#### Exercise aim
If a line of the data below holds the string "Instant", copy it.

(Stored items)
——————————
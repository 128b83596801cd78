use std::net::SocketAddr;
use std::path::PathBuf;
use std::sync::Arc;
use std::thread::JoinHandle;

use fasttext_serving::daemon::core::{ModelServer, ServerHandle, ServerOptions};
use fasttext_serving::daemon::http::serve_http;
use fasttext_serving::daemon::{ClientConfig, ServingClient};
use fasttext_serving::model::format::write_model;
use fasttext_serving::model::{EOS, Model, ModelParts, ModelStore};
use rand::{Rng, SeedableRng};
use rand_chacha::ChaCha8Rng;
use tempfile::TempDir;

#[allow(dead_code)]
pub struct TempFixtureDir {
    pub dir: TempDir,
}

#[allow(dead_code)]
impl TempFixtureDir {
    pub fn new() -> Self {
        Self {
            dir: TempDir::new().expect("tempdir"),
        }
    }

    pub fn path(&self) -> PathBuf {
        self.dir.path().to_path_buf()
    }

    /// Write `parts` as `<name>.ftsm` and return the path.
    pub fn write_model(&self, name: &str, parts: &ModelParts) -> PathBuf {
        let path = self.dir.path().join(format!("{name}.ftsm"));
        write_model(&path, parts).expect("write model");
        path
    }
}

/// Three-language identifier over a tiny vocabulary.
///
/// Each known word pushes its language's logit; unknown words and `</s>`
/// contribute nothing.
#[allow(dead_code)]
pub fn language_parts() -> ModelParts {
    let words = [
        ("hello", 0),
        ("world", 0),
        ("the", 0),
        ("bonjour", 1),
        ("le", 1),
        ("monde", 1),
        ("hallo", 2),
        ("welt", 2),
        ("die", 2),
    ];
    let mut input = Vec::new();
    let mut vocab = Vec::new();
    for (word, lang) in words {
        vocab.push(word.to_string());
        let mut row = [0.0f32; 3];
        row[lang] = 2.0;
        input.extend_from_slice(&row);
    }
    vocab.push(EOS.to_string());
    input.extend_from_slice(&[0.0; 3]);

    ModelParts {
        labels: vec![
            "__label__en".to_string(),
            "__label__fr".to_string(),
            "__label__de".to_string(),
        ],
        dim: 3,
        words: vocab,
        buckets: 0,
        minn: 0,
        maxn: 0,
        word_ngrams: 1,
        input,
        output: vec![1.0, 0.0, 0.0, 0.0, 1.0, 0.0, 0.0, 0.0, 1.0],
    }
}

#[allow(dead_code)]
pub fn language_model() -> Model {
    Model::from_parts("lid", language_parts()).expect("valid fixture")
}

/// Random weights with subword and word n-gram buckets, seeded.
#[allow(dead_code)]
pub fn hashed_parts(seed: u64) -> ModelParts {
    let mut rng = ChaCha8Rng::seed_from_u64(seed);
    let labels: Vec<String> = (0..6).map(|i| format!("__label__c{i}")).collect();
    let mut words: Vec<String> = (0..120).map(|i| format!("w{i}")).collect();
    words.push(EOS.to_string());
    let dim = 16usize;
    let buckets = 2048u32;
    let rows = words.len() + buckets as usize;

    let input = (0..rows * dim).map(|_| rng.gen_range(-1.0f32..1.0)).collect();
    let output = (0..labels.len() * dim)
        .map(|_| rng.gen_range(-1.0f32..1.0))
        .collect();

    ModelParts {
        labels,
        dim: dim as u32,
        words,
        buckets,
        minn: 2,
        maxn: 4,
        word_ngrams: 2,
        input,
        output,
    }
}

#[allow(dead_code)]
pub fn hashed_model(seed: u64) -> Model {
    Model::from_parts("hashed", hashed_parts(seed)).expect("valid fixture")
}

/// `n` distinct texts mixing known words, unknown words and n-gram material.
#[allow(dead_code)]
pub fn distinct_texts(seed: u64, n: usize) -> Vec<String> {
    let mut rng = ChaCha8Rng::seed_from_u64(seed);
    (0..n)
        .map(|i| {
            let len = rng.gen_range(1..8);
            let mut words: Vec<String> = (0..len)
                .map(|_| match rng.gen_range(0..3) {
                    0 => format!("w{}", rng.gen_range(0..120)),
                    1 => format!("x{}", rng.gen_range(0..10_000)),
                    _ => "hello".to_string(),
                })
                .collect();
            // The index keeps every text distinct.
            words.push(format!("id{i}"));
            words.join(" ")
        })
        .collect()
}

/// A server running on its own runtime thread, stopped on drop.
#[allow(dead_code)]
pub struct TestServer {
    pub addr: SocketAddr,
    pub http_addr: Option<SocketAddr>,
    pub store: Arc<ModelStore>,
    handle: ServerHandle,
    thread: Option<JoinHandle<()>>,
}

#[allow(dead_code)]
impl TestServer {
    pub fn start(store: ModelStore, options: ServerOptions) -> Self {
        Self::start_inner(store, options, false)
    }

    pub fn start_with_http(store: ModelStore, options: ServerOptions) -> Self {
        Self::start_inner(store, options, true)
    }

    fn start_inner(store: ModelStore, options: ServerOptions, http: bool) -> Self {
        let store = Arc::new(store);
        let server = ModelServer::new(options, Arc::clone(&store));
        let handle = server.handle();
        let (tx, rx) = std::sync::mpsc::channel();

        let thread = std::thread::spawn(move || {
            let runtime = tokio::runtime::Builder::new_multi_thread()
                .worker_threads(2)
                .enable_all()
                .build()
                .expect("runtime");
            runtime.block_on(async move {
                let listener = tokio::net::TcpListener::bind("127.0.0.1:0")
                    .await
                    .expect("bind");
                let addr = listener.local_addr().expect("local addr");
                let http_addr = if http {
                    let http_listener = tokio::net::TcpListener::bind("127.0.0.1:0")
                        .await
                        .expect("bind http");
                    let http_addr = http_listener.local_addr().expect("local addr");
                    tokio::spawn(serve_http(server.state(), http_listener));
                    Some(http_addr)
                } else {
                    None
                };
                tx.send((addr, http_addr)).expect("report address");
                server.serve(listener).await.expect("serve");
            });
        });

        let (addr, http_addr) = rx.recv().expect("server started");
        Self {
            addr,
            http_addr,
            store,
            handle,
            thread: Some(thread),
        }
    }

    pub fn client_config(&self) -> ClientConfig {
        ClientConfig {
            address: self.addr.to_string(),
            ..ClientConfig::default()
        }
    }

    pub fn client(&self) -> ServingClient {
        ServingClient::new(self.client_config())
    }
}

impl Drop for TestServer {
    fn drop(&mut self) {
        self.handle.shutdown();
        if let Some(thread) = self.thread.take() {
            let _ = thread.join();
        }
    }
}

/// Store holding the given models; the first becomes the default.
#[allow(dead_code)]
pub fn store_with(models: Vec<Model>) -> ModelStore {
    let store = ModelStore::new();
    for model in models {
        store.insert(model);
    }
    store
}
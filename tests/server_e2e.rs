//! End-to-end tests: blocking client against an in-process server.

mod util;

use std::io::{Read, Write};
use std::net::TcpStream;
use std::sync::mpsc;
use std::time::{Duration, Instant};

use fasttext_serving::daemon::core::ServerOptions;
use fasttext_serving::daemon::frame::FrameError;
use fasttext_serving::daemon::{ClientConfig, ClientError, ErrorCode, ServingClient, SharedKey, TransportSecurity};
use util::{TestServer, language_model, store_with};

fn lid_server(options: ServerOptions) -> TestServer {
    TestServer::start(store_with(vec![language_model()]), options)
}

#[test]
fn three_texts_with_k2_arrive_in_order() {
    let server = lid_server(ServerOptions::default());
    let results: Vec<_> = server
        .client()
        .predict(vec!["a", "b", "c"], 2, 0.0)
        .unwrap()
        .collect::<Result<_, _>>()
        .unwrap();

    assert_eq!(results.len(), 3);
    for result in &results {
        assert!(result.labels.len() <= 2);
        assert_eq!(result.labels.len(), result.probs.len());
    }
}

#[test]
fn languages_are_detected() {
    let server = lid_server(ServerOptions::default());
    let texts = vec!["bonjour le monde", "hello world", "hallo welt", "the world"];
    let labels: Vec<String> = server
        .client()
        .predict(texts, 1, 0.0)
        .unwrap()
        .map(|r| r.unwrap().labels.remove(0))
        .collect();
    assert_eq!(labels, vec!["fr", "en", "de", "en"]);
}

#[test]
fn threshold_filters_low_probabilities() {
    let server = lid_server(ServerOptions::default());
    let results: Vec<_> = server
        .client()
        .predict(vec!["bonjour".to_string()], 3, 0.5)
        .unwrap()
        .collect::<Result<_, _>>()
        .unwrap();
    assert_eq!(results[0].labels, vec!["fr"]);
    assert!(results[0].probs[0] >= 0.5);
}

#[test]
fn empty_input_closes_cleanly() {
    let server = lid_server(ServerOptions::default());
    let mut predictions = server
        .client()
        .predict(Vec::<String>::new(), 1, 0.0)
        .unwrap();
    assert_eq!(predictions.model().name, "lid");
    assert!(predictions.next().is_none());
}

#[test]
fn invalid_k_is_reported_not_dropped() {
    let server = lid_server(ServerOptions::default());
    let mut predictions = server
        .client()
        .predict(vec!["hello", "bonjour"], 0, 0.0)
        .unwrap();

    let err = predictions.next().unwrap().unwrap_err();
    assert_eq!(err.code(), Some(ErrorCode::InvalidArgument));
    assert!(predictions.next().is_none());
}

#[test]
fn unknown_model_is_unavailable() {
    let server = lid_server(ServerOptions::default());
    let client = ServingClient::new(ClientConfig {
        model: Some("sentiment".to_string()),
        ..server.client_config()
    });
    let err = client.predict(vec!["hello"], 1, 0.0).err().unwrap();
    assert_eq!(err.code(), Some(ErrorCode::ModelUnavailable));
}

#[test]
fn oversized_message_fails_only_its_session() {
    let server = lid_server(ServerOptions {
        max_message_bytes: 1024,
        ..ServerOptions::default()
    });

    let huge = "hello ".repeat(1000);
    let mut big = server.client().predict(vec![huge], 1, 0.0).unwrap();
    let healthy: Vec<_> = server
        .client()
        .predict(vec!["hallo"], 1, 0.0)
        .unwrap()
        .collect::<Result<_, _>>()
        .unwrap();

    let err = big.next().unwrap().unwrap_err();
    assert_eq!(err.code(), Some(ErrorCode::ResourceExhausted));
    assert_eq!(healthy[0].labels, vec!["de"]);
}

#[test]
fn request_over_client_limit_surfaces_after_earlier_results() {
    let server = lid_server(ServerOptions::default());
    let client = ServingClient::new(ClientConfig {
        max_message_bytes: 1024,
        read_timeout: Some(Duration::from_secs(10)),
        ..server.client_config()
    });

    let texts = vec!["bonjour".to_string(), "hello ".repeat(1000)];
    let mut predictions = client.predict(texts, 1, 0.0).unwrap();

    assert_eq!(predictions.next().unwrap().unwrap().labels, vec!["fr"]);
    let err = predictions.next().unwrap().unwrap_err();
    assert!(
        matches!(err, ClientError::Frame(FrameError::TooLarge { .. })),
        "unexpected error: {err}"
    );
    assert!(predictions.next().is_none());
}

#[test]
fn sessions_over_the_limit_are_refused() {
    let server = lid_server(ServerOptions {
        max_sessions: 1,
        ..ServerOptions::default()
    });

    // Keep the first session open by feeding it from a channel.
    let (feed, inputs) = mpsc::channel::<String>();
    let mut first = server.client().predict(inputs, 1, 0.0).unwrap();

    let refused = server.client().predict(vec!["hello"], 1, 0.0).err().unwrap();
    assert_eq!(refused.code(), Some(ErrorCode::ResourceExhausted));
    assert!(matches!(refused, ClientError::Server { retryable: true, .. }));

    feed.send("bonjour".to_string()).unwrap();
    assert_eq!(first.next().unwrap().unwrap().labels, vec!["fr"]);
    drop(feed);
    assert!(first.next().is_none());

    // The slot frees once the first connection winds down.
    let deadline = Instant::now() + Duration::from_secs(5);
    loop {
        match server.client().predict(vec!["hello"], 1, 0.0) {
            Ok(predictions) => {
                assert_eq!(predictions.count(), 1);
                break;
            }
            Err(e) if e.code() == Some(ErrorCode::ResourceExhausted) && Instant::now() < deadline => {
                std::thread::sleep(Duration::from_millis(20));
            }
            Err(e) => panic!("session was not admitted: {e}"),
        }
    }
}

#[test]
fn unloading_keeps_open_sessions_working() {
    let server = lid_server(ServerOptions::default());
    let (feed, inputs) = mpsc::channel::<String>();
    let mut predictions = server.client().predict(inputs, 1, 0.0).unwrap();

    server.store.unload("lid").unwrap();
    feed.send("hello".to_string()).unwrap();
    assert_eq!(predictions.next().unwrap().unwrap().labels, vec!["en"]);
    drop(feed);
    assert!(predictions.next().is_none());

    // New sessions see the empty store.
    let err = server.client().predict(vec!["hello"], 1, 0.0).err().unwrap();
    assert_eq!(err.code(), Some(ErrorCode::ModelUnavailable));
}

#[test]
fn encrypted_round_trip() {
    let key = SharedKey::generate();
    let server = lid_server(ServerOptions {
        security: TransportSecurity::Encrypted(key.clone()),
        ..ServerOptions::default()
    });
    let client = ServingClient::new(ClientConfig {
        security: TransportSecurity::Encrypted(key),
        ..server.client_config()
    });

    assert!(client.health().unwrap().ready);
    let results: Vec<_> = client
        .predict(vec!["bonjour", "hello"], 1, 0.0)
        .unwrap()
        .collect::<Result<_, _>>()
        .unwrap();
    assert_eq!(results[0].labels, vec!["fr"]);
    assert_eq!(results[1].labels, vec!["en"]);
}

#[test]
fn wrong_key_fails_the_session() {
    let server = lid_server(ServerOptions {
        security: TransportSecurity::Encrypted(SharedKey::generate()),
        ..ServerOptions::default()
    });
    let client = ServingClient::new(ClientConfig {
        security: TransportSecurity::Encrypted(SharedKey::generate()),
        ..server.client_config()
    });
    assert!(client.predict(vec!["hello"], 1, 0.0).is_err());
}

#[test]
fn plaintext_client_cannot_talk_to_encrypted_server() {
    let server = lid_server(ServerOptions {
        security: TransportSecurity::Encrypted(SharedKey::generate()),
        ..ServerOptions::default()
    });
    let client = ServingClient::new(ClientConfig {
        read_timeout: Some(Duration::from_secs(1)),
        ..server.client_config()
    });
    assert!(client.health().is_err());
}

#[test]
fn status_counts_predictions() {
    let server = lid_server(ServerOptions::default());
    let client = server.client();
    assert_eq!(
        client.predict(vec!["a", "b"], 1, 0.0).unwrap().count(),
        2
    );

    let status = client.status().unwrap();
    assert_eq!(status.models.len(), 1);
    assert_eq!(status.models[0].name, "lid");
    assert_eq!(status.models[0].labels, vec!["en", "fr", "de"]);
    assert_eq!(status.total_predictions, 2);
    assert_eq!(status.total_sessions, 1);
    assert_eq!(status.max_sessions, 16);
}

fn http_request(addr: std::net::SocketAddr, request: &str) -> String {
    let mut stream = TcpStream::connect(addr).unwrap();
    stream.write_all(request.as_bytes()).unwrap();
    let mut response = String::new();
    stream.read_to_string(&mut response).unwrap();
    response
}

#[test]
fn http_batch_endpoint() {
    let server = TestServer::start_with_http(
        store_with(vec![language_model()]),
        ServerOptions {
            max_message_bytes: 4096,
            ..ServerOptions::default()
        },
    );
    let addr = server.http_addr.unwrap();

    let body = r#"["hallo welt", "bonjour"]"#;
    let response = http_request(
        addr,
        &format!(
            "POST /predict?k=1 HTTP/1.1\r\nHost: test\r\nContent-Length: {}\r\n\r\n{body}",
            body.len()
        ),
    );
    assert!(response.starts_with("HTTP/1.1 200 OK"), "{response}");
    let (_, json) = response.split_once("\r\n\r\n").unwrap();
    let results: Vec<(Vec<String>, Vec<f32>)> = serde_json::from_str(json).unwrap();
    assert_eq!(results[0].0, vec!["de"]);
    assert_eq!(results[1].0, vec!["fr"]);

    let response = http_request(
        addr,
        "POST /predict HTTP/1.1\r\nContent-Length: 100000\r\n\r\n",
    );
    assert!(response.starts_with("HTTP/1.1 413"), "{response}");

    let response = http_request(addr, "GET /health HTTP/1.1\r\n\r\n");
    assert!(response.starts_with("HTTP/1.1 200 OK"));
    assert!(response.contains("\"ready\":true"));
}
——————————
#### Result of the task
use std::time::{Duration, Instant};
    let deadline = Instant::now() + Duration::from_secs(5);
            Err(e) if e.code() == Some(ErrorCode::ResourceExhausted) && Instant::now() < deadline => {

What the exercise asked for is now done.